Just heard via ISBA that the Cass Business School of City University London is changing its name to the Bayes Business School “after it was found (!) that some of Sir John Cass’s wealth was obtained through his links to the slave trade.” One of the school buildings is located on Bunhill Row, which leads to Bunhill Fields cemetery where Thomas Bayes (and Richard Price) were buried. And which stands near the Royal Statistical Society building.

“Bayes’ theorem suggests that we get closer to the truth by constantly updating our beliefs in proportion to the weight of new evidence. It is this idea – not only the person – that is the motivation behind adopting this name.”

While it is a notable recognition of the field that Thomas Bayes was selected by [some members of] the City community, I hope the name will not become a registered trademark! And ponder the relevance of naming schools, buildings, prizes, whatever after individuals who should remain mere mortals rather than carrying the larger-than-life burden of representing ideals and values. And the irony of having a business school named after someone who never worked, being financially wealthy by inheritance (from his Sheffield cutler ancestors).  Or of promoting diversity through a religious zealot leaning towards Arianism.

“In Bayes Business School, we believe we now have a name that reflects who we are and the values we hold. Even though Bayes lived a long time ago, his ideas and his name are very much connected to the future rather than the past.”

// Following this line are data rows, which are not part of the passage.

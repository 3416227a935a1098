// SPDX-License-Identifier: BUSL-1.1
// Copyright (c) 2026 Alfred Jean LLC

use super::*;

#[test]
fn container_stats_default_is_zeroed() {
    let stats = ContainerStats::default();
    assert_eq!(stats.memory_bytes, 0);
    assert_eq!(stats.disk_bytes, 0);
}

#[test]
fn container_status_equality() {
    assert_eq!(ContainerStatus::Exited { code: 0 }, ContainerStatus::Exited { code: 0 });
    assert_ne!(ContainerStatus::Exited { code: 0 }, ContainerStatus::Exited { code: 1 });
    assert_ne!(ContainerStatus::Running, ContainerStatus::Exited { code: 0 });
}
// SPDX-License-Identifier: BUSL-1.1
// Copyright (c) 2026 Alfred Jean LLC

//! The worker's periodic check-in request and the bundle service's reply,
//! grounded in `codalabworker/worker.py`'s `_checkin`/`_checkin` request
//! dict and its dispatch on `response['type']`.

use cw_core::{Bundle, BundleId, DependencyKey, ResourceRequest, RunStage};
use serde::{Deserialize, Serialize};

/// Wire protocol version. Bumped whenever [`CheckinRequest`] or
/// [`ServerCommand`] change shape; the bundle service rejects a check-in
/// whose version it doesn't recognize.
pub const PROTOCOL_VERSION: u32 = 1;

/// What a worker reports about itself and its in-flight work on every
/// check-in tick (§4.5, §6).
#[derive(Debug, Clone, PartialEq, Eq, Serialize, Deserialize)]
pub struct CheckinRequest {
    pub version: u32,
    pub tag: Option<String>,
    pub cpus: u32,
    pub gpus: Vec<u32>,
    pub memory_bytes: u64,
    /// Dependency keys this worker already has cached, so the bundle service
    /// can route runs that reuse them back here.
    pub dependencies: Vec<DependencyKey>,
    pub hostname: String,
    /// Every run currently in flight on this worker, with its current
    /// stage and status so the bundle service can observe progress
    /// rather than just presence (spec.md §4.5, §6).
    pub runs: Vec<CheckinRunInfo>,
    /// `None` once the worker has requested graceful shutdown: the bundle
    /// service should stop scheduling new runs here (SPEC_FULL §4.5).
    pub slots_available: Option<u32>,
}

/// One run's entry in a check-in's `runs` list: `{uuid, stage, info}`.
#[derive(Debug, Clone, PartialEq, Eq, Serialize, Deserialize)]
pub struct CheckinRunInfo {
    pub uuid: BundleId,
    pub stage: RunStage,
    pub info: String,
}

/// A command the bundle service sends back in response to a check-in.
///
/// Closed enum replacing the original's `response['type']` string dispatch
/// (`run`/`read`/`write`/`netcat`/`kill`), per REDESIGN FLAGS.
#[derive(Debug, Clone, PartialEq, Serialize, Deserialize)]
#[serde(tag = "type", rename_all = "snake_case")]
pub enum ServerCommand {
    Run { bundle: Bundle, resources: ResourceRequest },
    Read { uuid: BundleId, socket_id: String, path: String, read_args: serde_json::Value },
    Write { uuid: BundleId, socket_id: String, subpath: String, string: String },
    Netcat { uuid: BundleId, socket_id: String, port: u16, message: String },
    Kill { uuid: BundleId, socket_id: String },
}

#[cfg(test)]
#[path = "checkin_tests.rs"]
mod tests;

6 Responses to “Bayeswashin”

  1. Natanael Says:

    He was a religious minister. I think this is a regular job, isn’t it?

    • Not in my opinion!!!

      • Natanael Says:

        Ok … this makes me wonder why some students ask me if I (also) work or only teach!

    • Bayes was mostly supported by his family wealth and resigned from his ministry in Tunbridge Wells in 1752 for ill-health (and possibly because his Arian version of Presbyterianism did not agree with his congregation).

      • And that’s why, in part, Bayes is buried in Bunhill Fields, a resting place for Nonconformists. Others buried there: Daniel Defoe, Robert Blake, Susana Wesley, and John Bunyan.

      • Natanael Says:

        Thanks for the explanation, but I’m afraid it won’t change my students’ opinion about me (or teachers in general). Anyway, given that people like to name buildings and institutions after other people, I think Richard Price (also buried in Bunhill Fields) would be a better choice. Cheers!